Enough members of Brownback's party teamed with the Democrats during the session to nix the governor's plan to do away with the Kansas Arts Commission. No matter. Brownback used his line-item veto to override the Legislature. He cut off the commission's funding and fired the staff. The Kingdom of Sam does not use public funds for things like community theater.
Nor does it want any legal abortions to take place in its territory. His Department of Health and Environment wrote onerous regulations for the state's three abortion clinics. Then it gave the clinics a few days to comply.
Lawyers in the Kingdom of Sam are scrambling to respond to lawsuits brought by the abortion providers.
Brownback did not take on the abortion clinics alone. Many legislative minions had tried for years to write draconian anti-abortion laws. They waited out two Democratic governors before getting an ally who was willing to sign any bill they sent him.
Brownback brought other causes to the province of Kansas.
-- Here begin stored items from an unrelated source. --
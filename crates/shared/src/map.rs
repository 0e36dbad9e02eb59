use serde::{Deserialize, Serialize};

use crate::{Junction, Road, Signal};

fn default_version() -> u32 {
    1
}

/// Описание карты целиком, формат обмена с хранилищем и файлами
#[derive(Debug, Clone, PartialEq, Serialize, Deserialize)]
pub struct MapDescription {
    /// Версия формата
    #[serde(default = "default_version")]
    pub version: u32,
    #[serde(default)]
    pub roads: Vec<Road>,
    #[serde(default)]
    pub junctions: Vec<Junction>,
    #[serde(default)]
    pub signals: Vec<Signal>,
}

impl Default for MapDescription {
    fn default() -> Self {
        Self {
            version: 1,
            roads: Vec::new(),
            junctions: Vec::new(),
            signals: Vec::new(),
        }
    }
}

impl MapDescription {
    pub fn is_empty(&self) -> bool {
        self.roads.is_empty() && self.junctions.is_empty() && self.signals.is_empty()
    }
}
He believes deeply in God and the free market, and he aspires to supplant government as much as possible with those two forces.
Hence we see the strange goings on in the Department of Social and Rehabilitation Services, where Rob Siedlecki, a faith-based guru from Florida, is firing long-term staffers and replacing them with out-of-state bureaucrats who share his philosophy that department functions should be contracted out, preferably to groups with a Christian orientation.
Brownback also instructed his Department of Corrections to work with Prison Fellowship. That's a group started by Chuck Colson, the Watergate conspirator whom Brownback admires for his conversion to Christianity while serving time.
Only a couple of groups stand in the way of the Utopia that Brownback hopes to establish in the Kingdom of Sam.
One is the statewide judges, who have ruled that unconstitutional actions attempted by lawmakers and a certain overreaching former attorney general are, well, unconstitutional.
As a result, Brownback pushed the Legislature to empower him to appoint Kansas Court of Appeals judges with approval from the Senate.
The governor was foiled, however, by the other group standing in his way. That would be moderate Republicans, especially the group that still holds power in the Kansas Senate.
Hence, a group called the "Union of Patriots" recently threw a "RINO retirement dinner" to raise money to rid Kansas of "Republicans in name only."
Some say Brownback's end game is another run for the U.S. presidency. But all we know right now is that big changes are happening in the Kingdom of Sam. It's almost as if we're not in Kansas anymore.